What needs to be done:
Filter these entries down to lines holding "action".

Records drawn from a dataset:

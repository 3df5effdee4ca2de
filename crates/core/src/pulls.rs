//! Pull request lifecycle and the two divergence operations exposed to
//! callers: `get_diverging` and `update_pull_request`.

use std::sync::Arc;

use tracing::{info, instrument, warn};

use crate::access::{AccessPolicy, UpdatePermission};
use crate::context::OperationContext;
use crate::db::queries::ConflictEntry;
use crate::db::Database;
use crate::divergence::DivergenceCounter;
use crate::errors::{CoreError, DatabaseError, PullRequestError, ReconcileError};
use crate::git::RepositoryStore;
use crate::models::{
    AuditEntry, DivergenceCount, NewPullRequest, PullRequest, PullRequestState, RepoRef,
    Repository, UpdateOutcome, UpdateStrategy,
};
use crate::reconcile::Reconciler;

#[derive(Clone)]
pub struct PullRequestService {
    db: Arc<Database>,
    store: RepositoryStore,
    policy: AccessPolicy,
    counter: DivergenceCounter,
    reconciler: Reconciler,
    default_strategy: UpdateStrategy,
}

impl PullRequestService {
    pub fn new(
        db: Arc<Database>,
        policy: AccessPolicy,
        reconciler: Reconciler,
        default_strategy: UpdateStrategy,
    ) -> Self {
        let store = reconciler.store().clone();
        Self {
            db,
            counter: DivergenceCounter::new(store.clone()),
            store,
            policy,
            reconciler,
            default_strategy,
        }
    }

    pub fn default_strategy(&self) -> UpdateStrategy {
        self.default_strategy
    }

    fn repository(&self, repo: &RepoRef) -> Result<Repository, CoreError> {
        self.db
            .get_repository(repo)?
            .ok_or_else(|| CoreError::RepositoryNotFound(repo.to_string()))
    }

    /// Look up a pull request by its per-repository index.
    pub fn get(&self, repo: &RepoRef, index: i64) -> Result<PullRequest, CoreError> {
        let base = self.repository(repo)?;
        self.db
            .get_pull_request(base.id, index)?
            .ok_or_else(|| {
                PullRequestError::NotFound {
                    repo: repo.to_string(),
                    index,
                }
                .into()
            })
    }

    pub fn list(
        &self,
        repo: &RepoRef,
        state: Option<PullRequestState>,
    ) -> Result<Vec<PullRequest>, CoreError> {
        let base = self.repository(repo)?;
        Ok(self.db.list_pull_requests(base.id, state)?)
    }

    /// Open a pull request from `req.head`/`head_branch` into
    /// `req.base`/`base_branch`.
    #[instrument(skip(self, req), fields(base = %req.base, head = %req.head))]
    pub fn create(&self, poster: &str, req: &NewPullRequest) -> Result<PullRequest, CoreError> {
        let base = self.repository(&req.base)?;
        let head = self.repository(&req.head)?;
        if base.id == head.id && req.base_branch == req.head_branch {
            return Err(PullRequestError::SameBranch.into());
        }
        self.require_branch(&req.base, &req.base_branch)?;
        self.require_branch(&req.head, &req.head_branch)?;
        if let Some(index) =
            self.db
                .find_open_pull_request(base.id, &req.base_branch, head.id, &req.head_branch)?
        {
            return Err(PullRequestError::AlreadyExists(index).into());
        }

        let (_, index) = self.db.insert_pull_request(
            base.id,
            &req.base_branch,
            head.id,
            &req.head_branch,
            &req.title,
            poster,
            req.allow_maintainer_edit,
        )?;
        self.audit(
            AuditEntry::success(
                "pull.create",
                &format!("#{} {}:{} -> {}", index, req.head, req.head_branch, req.base_branch),
            )
            .by(poster)
            .on(&req.base),
        );
        info!(index, "pull request opened");
        self.get(&req.base, index)
    }

    /// Close an open pull request. Closing a closed one is a no-op.
    pub fn close(&self, repo: &RepoRef, index: i64, actor: &str) -> Result<PullRequest, CoreError> {
        let pr = self.get(repo, index)?;
        self.require_poster_or_writer(&pr, actor, "close pull requests")?;
        match pr.state {
            PullRequestState::Merged => return Err(PullRequestError::AlreadyMerged(index).into()),
            PullRequestState::Closed => return Ok(pr),
            PullRequestState::Open => {}
        }
        self.db.set_pull_request_state(pr.id, PullRequestState::Closed)?;
        self.audit(AuditEntry::success("pull.close", &format!("#{}", index)).by(actor).on(repo));
        self.get(repo, index)
    }

    /// Reopen a closed pull request whose branches still exist.
    pub fn reopen(&self, repo: &RepoRef, index: i64, actor: &str) -> Result<PullRequest, CoreError> {
        let pr = self.get(repo, index)?;
        self.require_poster_or_writer(&pr, actor, "reopen pull requests")?;
        match pr.state {
            PullRequestState::Merged => return Err(PullRequestError::AlreadyMerged(index).into()),
            PullRequestState::Open => return Ok(pr),
            PullRequestState::Closed => {}
        }
        self.require_branch(&pr.base, &pr.base_branch)?;
        self.require_branch(&pr.head, &pr.head_branch)?;
        if let Some(other) = self.db.find_open_pull_request(
            pr.base_repo_id,
            &pr.base_branch,
            pr.head_repo_id,
            &pr.head_branch,
        )? {
            return Err(PullRequestError::AlreadyExists(other).into());
        }
        self.db.set_pull_request_state(pr.id, PullRequestState::Open)?;
        self.audit(AuditEntry::success("pull.reopen", &format!("#{}", index)).by(actor).on(repo));
        self.get(repo, index)
    }

    /// Commits unique to head (`ahead`) and to base (`behind`).
    pub fn get_diverging(
        &self,
        repo: &RepoRef,
        index: i64,
        ctx: &OperationContext,
    ) -> Result<DivergenceCount, CoreError> {
        let pr = self.get(repo, index)?;
        Ok(self.counter.compute(&pr, ctx)?)
    }

    /// Which update styles `actor` may use on the pull request.
    pub fn update_permission(
        &self,
        repo: &RepoRef,
        index: i64,
        actor: Option<&str>,
    ) -> Result<UpdatePermission, CoreError> {
        let Some(actor) = actor else {
            return Ok(UpdatePermission::default());
        };
        let pr = self.get(repo, index)?;
        let head = self.db.get_repository_by_id(pr.head_repo_id)?;
        let base = self.db.get_repository_by_id(pr.base_repo_id)?;
        Ok(self.policy.update_permission(&pr, actor, &head, &base)?)
    }

    /// Bring the head branch up to date with base.
    ///
    /// `strategy` falls back to the configured default style.
    #[instrument(skip(self, ctx), fields(repo = %repo))]
    pub fn update_pull_request(
        &self,
        repo: &RepoRef,
        index: i64,
        actor: &str,
        strategy: Option<UpdateStrategy>,
        ctx: &OperationContext,
    ) -> Result<UpdateOutcome, CoreError> {
        let strategy = strategy.unwrap_or(self.default_strategy);
        let pr = self.get(repo, index)?;
        if !pr.is_open() {
            return Err(ReconcileError::PullRequestNotOpen {
                index,
                state: pr.state.to_string(),
            }
            .into());
        }
        let head = self.db.get_repository_by_id(pr.head_repo_id)?;
        let base = self.db.get_repository_by_id(pr.base_repo_id)?;
        let grant = self.policy.grant_update(&pr, actor, strategy, &head, &base)?;

        let result = self
            .reconciler
            .update(&pr, actor, strategy, grant.as_ref(), ctx);
        match &result {
            Ok(outcome) => {
                if let UpdateOutcome::Updated { old_head, new_head, .. } = outcome {
                    self.db.touch_pull_request(pr.id)?;
                    self.audit(
                        AuditEntry::success(
                            "pull.update",
                            &format!("#{} {} {}..{}", index, strategy, old_head, new_head),
                        )
                        .by(actor)
                        .on(repo),
                    );
                }
            }
            Err(e) => self.audit(
                AuditEntry::failure("pull.update", &format!("#{} {}: {}", index, strategy, e))
                    .by(actor)
                    .on(repo),
            ),
        }
        Ok(result?)
    }

    /// Merge the pull request into its base branch and mark it merged.
    #[instrument(skip(self, ctx), fields(repo = %repo))]
    pub fn merge(
        &self,
        repo: &RepoRef,
        index: i64,
        actor: &str,
        ctx: &OperationContext,
    ) -> Result<PullRequest, CoreError> {
        let pr = self.get(repo, index)?;
        if !pr.is_open() {
            return Err(ReconcileError::PullRequestNotOpen {
                index,
                state: pr.state.to_string(),
            }
            .into());
        }
        let base = self.db.get_repository_by_id(pr.base_repo_id)?;
        let grant = self.policy.grant_merge(&pr, actor, &base)?;
        let merged = self
            .reconciler
            .merge_into_base(&pr, actor, grant.as_ref(), ctx)
            .map_err(CoreError::from)
            .and_then(|merged| self.record_merge(repo, &pr, &merged.merge_commit, actor));
        match merged {
            Ok(merge_commit) => {
                self.audit(
                    AuditEntry::success("pull.merge", &format!("#{} as {}", index, merge_commit))
                        .by(actor)
                        .on(repo),
                );
                self.get(repo, index)
            }
            Err(e) => {
                self.audit(
                    AuditEntry::failure("pull.merge", &format!("#{}: {}", index, e))
                        .by(actor)
                        .on(repo),
                );
                Err(e)
            }
        }
    }

    /// Flip the row to merged. A pull request closed while its merge commit
    /// was being built reports its current state instead.
    fn record_merge(
        &self,
        repo: &RepoRef,
        pr: &PullRequest,
        merge_commit: &str,
        actor: &str,
    ) -> Result<String, CoreError> {
        match self.db.mark_pull_request_merged(pr.id, merge_commit, actor) {
            Ok(()) => Ok(merge_commit.to_string()),
            Err(DatabaseError::StateChanged { .. }) => {
                let current = self.get(repo, pr.index)?;
                Err(ReconcileError::PullRequestNotOpen {
                    index: pr.index,
                    state: current.state.to_string(),
                }
                .into())
            }
            Err(e) => Err(e.into()),
        }
    }

    /// Conflicts recorded by the last failed update or merge.
    pub fn conflicts(&self, repo: &RepoRef, index: i64) -> Result<Vec<ConflictEntry>, CoreError> {
        let pr = self.get(repo, index)?;
        Ok(self.db.list_conflicts_for_pull(pr.id)?)
    }

    fn require_branch(&self, repo: &RepoRef, branch: &str) -> Result<(), CoreError> {
        if self.store.open(repo)?.branch_exists(branch)? {
            return Ok(());
        }
        Err(PullRequestError::BranchNotFound {
            repo: repo.to_string(),
            branch: branch.to_string(),
        }
        .into())
    }

    fn require_poster_or_writer(
        &self,
        pr: &PullRequest,
        actor: &str,
        action: &str,
    ) -> Result<(), CoreError> {
        if pr.poster == actor {
            return Ok(());
        }
        let base = self.db.get_repository_by_id(pr.base_repo_id)?;
        if self.policy.can_write(actor, &base)? {
            return Ok(());
        }
        Err(CoreError::Forbidden {
            actor: actor.to_string(),
            action: action.to_string(),
            repo: pr.base.to_string(),
        })
    }

    fn audit(&self, entry: AuditEntry) {
        if let Err(e) = self.db.insert_audit_entry(&entry) {
            warn!(action = %entry.action, error = %e, "failed to write audit entry");
        }
    }
}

Solution to this exercise:
        action: &str,
            action: action.to_string(),
            warn!(action = %entry.action, error = %e, "failed to write audit entry");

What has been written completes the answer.